Home Article

World Cup 2018: The Final Eight Teams

Published on 04 July 2018|
2 min read

It’s been nothing short of an unexpected ride at the World Cup so far.

If you have been following all the kicks and goals in Russia over the past few weeks, we’re quite sure you’d feel it’s been a roller coaster ride. At the qualifying stage, Italy and the Netherlands failed to make the cut. Then in the group stages, several heavyweights bowed out in surprise losses.

Needless to say, it’s been heartbreak and disbelief on one end and ecstatic joy on the other. With the last Round of 16 match complete, we are now down to the final eight from 32 qualifying countries.

World Cup 2018: The Quarter-Finalists


Host country Russia is the lowest-ranking team in the World Cup. It received automatic qualification as host nation, but seems to have earned its place among the quarter-finalists for holding its own. The Russian team beat Spain on penalties (4-3) to secure a spot in the final eight.


It was Croatian goalie Danijel Subasic who put on a sublime performance during the penalty shoot-out against Denmark. The score was locked at 1-1 after extra time, and after two saves by Subasic, Croatia’s Ivan Rakitic had to send the ball home and he didn’t fail. The Danes were gracious losers and refused to play the blame game, with Kasper Schmeichel saying, “We win and lose as a team.”

Next Match: Russia vs Croatia (8 July, 2am)


One of the historically strong teams left, France edged out Argentina in the Round of 16 with a 4-3 scoreline. The man of the match was without doubt French rising star, 19-year-old Kylian Mbappe. Known for his speed and skill, the teenager scored a brace that sent Lionel Messi and his teammates home.


The South American country put on a stellar performance to knock out reigning European champions Portugal. Uruguay’s forward Edinson Cavani scored two goals in the first half, leaving the pitch later due to injury. His goals, however, were enough to leave Portugal and world player of the year Christiano Ronaldo eating the dust.

Next Match: France vs Uruguay (6 July, 10pm)


Led by one of the world’s best players, Brazil stepped into victory in the midst of Mexican tears in the Round of 16. Neymar scored one and assisted another to lead Brazil to a 2-0 victory over Mexico. Of course, this match wasn’t without its drama, with Neymar having been criticised for ‘playacting’ during the match.

For seven consecutive World Cups, Mexico has failed to make it past this round and into the quarter-finals.


The remaining Asian country in the World Cup was sent home after Belgium emerged victorious against Japan in the Round of 16. At first, it looked as though Japan would win comfortably, leading 2-0 in the first half. However, Marouane Fellaini and Nacer Chadli’s entry in the 65th minute changed everything. The Belgians charged forward with two goals in the 69th and 74th minute, and Chadli’s extra-time shot that hit home sent Japan’s World Cup dreams crashing.

Next Match: Brazil vs Belgium (7 July, 2am)

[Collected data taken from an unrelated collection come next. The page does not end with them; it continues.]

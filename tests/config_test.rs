use scalyr_log_forwarder::app::{Config, ConfigError};
use serial_test::serial;
use std::io::Write;
use tempfile::NamedTempFile;

#[test]
#[serial]
fn test_defaults_with_token() {
    let config =
        Config::from_args(["forwarder", "--api-write-token", "secret"]).unwrap();

    assert_eq!(config.endpoint, "https://www.scalyr.com/addEvents");
    assert_eq!(
        config.ssl_ca_bundle_path.to_str().unwrap(),
        "/etc/ssl/certs/ca-bundle.crt"
    );
    assert!(config.ssl_verify_peer);
    assert_eq!(config.ssl_verify_depth, 5);
    assert_eq!(config.workers, 1);
    assert_eq!(config.request_timeout_secs, 30);
    assert_eq!(config.source_label, "Forwarder");
    assert!(config.session_metadata.is_none());
}

#[test]
#[serial]
fn test_missing_token_fails_validation() {
    let result = Config::from_args(["forwarder"]);
    assert!(matches!(result, Err(ConfigError::InvalidConfig(_))));
}

#[test]
#[serial]
fn test_more_than_one_worker_is_rejected() {
    let result = Config::from_args([
        "forwarder",
        "--api-write-token",
        "secret",
        "--workers",
        "4",
    ]);

    match result {
        Err(ConfigError::InvalidConfig(msg)) => {
            assert!(msg.contains("limited to 1"));
            assert!(msg.contains('4'));
        }
        other => panic!("expected InvalidConfig, got {other:?}"),
    }
}

#[test]
#[serial]
fn test_malformed_endpoint_url_is_rejected() {
    let result = Config::from_args([
        "forwarder",
        "--api-write-token",
        "secret",
        "--endpoint",
        "not a url",
    ]);
    assert!(matches!(result, Err(ConfigError::InvalidUrl(_))));
}

#[test]
#[serial]
fn test_session_info_parses_into_metadata() {
    let config = Config::from_args([
        "forwarder",
        "--api-write-token",
        "secret",
        "--session-info",
        r#"{"env":"prod","dc":"eu-1"}"#,
    ])
    .unwrap();

    let metadata = config.session_metadata.unwrap();
    assert_eq!(metadata.get("env").map(String::as_str), Some("prod"));
    assert_eq!(metadata.get("dc").map(String::as_str), Some("eu-1"));
}

#[test]
#[serial]
fn test_invalid_session_info_is_rejected() {
    let result = Config::from_args([
        "forwarder",
        "--api-write-token",
        "secret",
        "--session-info",
        "not json",
    ]);
    assert!(matches!(result, Err(ConfigError::InvalidSessionInfo(_))));
}

#[test]
#[serial]
fn test_verify_peer_can_be_disabled() {
    let config = Config::from_args([
        "forwarder",
        "--api-write-token",
        "secret",
        "--ssl-verify-peer",
        "false",
    ])
    .unwrap();

    assert!(!config.ssl_verify_peer);
    assert!(!config.sender_config().verify_peer);
}

#[test]
#[serial]
fn test_zero_timeout_is_rejected() {
    let result = Config::from_args([
        "forwarder",
        "--api-write-token",
        "secret",
        "--request-timeout-secs",
        "0",
    ]);
    assert!(matches!(result, Err(ConfigError::InvalidConfig(_))));
}

#[test]
#[serial]
fn test_zero_verify_depth_is_rejected() {
    let result = Config::from_args([
        "forwarder",
        "--api-write-token",
        "secret",
        "--ssl-verify-depth",
        "0",
    ]);
    assert!(matches!(result, Err(ConfigError::InvalidConfig(_))));
}

#[test]
#[serial]
fn test_from_toml_file() {
    let mut file = NamedTempFile::new().unwrap();
    writeln!(
        file,
        r#"
api_write_token = "file-token"
endpoint = "https://agent.scalyr.com/addEvents"
ssl_verify_peer = false
source_label = "Edge"
"#
    )
    .unwrap();

    let config = Config::from_file(file.path()).unwrap();
    assert_eq!(config.api_write_token, "file-token");
    assert_eq!(config.endpoint, "https://agent.scalyr.com/addEvents");
    assert!(!config.ssl_verify_peer);
    assert_eq!(config.source_label, "Edge");
    // Unset fields keep their defaults
    assert_eq!(config.ssl_verify_depth, 5);
}

#[test]
#[serial]
fn test_config_file_alone_supplies_token() {
    let mut file = NamedTempFile::new().unwrap();
    writeln!(file, r#"api_write_token = "file-token""#).unwrap();

    // The file must be consulted before validation runs, so the token does
    // not need to be repeated on the command line
    let config = Config::from_args([
        "forwarder",
        "--config-file",
        file.path().to_str().unwrap(),
    ])
    .unwrap();

    assert_eq!(config.api_write_token, "file-token");
    assert_eq!(config.endpoint, "https://www.scalyr.com/addEvents");
}

#[test]
#[serial]
fn test_token_from_environment() {
    unsafe { std::env::set_var("SCALYR_API_WRITE_TOKEN", "env-token") };

    let config = Config::from_args(["forwarder"]).unwrap();
    assert_eq!(config.api_write_token, "env-token");

    unsafe { std::env::remove_var("SCALYR_API_WRITE_TOKEN") };
}
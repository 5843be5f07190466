use scalyr_log_forwarder::codec::{self, EventRecord};
use serde_json::json;

#[test]
fn test_round_trip_nested_record() {
    let record = EventRecord::new(
        "app.web",
        1_700_000_000,
        json!({
            "message": "request handled",
            "status": 200,
            "latency_ms": 12.5,
            "tags": ["prod", "eu-west"],
            "context": {"user": null, "retries": 0}
        }),
    );

    let encoded = codec::encode(&record).unwrap();
    let decoded = codec::decode_stream(&encoded).unwrap();

    assert_eq!(decoded, vec![record]);
}

#[test]
fn test_decode_concatenated_records_in_order() {
    let records = vec![
        EventRecord::new("app", 1000, json!({"msg": "a"})),
        EventRecord::new("db", 1000, json!({"msg": "b"})),
        EventRecord::new("app", 1001, json!({"msg": "c"})),
    ];

    let mut chunk = Vec::new();
    for record in &records {
        chunk.extend_from_slice(&codec::encode(record).unwrap());
    }

    let decoded = codec::decode_stream(&chunk).unwrap();
    assert_eq!(decoded, records);
}

#[test]
fn test_empty_buffer_decodes_to_no_records() {
    assert!(codec::decode_stream(&[]).unwrap().is_empty());
}

#[test]
fn test_non_map_record_values_survive() {
    // The codec is schema-agnostic: scalar and array payloads pass through
    for payload in [json!(null), json!(true), json!(7), json!("line"), json!([1, 2])] {
        let record = EventRecord::new("raw", 1, payload.clone());
        let encoded = codec::encode(&record).unwrap();
        let decoded = codec::decode_stream(&encoded).unwrap();
        assert_eq!(decoded[0].record, payload);
    }
}

#[test]
fn test_corrupt_trailing_record_fails_whole_buffer() {
    let good = codec::encode(&EventRecord::new("app", 1000, json!({"msg": "a"}))).unwrap();

    let mut chunk = good.to_vec();
    chunk.extend_from_slice(&[0xc1]); // reserved msgpack byte, never valid

    let result = codec::decode_stream(&chunk);
    assert!(result.is_err());
}
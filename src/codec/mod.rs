use bytes::Bytes;
use serde::{Deserialize, Serialize};
use std::io::Cursor;
use thiserror::Error;

#[derive(Error, Debug)]
pub enum CodecError {
    #[error("Encode failed: {0}")]
    Encode(#[from] rmp_serde::encode::Error),
    #[error("Decode failed at offset {offset}: {source}")]
    Decode {
        offset: u64,
        source: rmp_serde::decode::Error,
    },
}

/// One log record as handed over by the host pipeline: the stream tag, the
/// raw second-resolution timestamp, and the record payload. The payload is a
/// schema-agnostic value tree (null, bool, number, string, array, map).
///
/// Serializes as the MessagePack tuple `[tag, time, record]`, the format the
/// host buffers between record arrival and batch flush.
#[derive(Debug, Clone, PartialEq, Serialize, Deserialize)]
pub struct EventRecord {
    pub tag: String,
    pub time: u64,
    pub record: serde_json::Value,
}

impl EventRecord {
    pub fn new(tag: impl Into<String>, time: u64, record: serde_json::Value) -> Self {
        Self {
            tag: tag.into(),
            time,
            record,
        }
    }
}

/// Encodes a single record for the host's flush buffer.
pub fn encode(record: &EventRecord) -> Result<Bytes, CodecError> {
    Ok(Bytes::from(rmp_serde::to_vec(record)?))
}

/// Decodes a buffer of zero or more concatenated encoded records, in buffer
/// order. A truncated or corrupt trailing record fails the whole buffer; no
/// partial batch is produced.
pub fn decode_stream(buf: &[u8]) -> Result<Vec<EventRecord>, CodecError> {
    let mut cursor = Cursor::new(buf);
    let mut records = Vec::new();

    while (cursor.position() as usize) < buf.len() {
        let offset = cursor.position();
        let mut deserializer = rmp_serde::Deserializer::new(&mut cursor);
        let record = EventRecord::deserialize(&mut deserializer)
            .map_err(|source| CodecError::Decode { offset, source })?;
        records.push(record);
    }

    Ok(records)
}
pub mod client;
pub mod transmission;

pub use client::{DeliveryError, HttpClient, SenderConfig};
pub use transmission::{DeliveryResult, Sender};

It was a tearful time for Switzerland after the 1-0 defeat that sent them packing and paved the way for Sweden to enter the quarter-finals. It’s the first time Sweden has entered the final eight since 1994, and proves that you don’t need pomp and glamour to make the cut. The yellow jerseys’ firm resolve and quiet strength displayed a unity that carried them through.




This football heavyweight took the final spot in the final eight, with a blistering win over Colombia in penalties (4-3). England fans watched with bated breath as the country doesn’t have a great track record with penalty shoot-outs, but this new generation of footballers sprung into action and delivered. Joy for England, heartbreak for Colombia. And so we have the eight countries moving on.

Next Match: Sweden vs England (7 July, 10pm)

Fun Facts

As of June 2018, the World Cup 2018 is running an estimated cost of USD 14.2 billion, making it the most expensive tournament ever.

A total of 12 stadiums are being used for the World Cup, with the Luzhniki Stadium in Moscow having a capacity of more than 78,000.

The World Cup 2018 is running on around 35,000 volunteers both for the tournament and in host cities.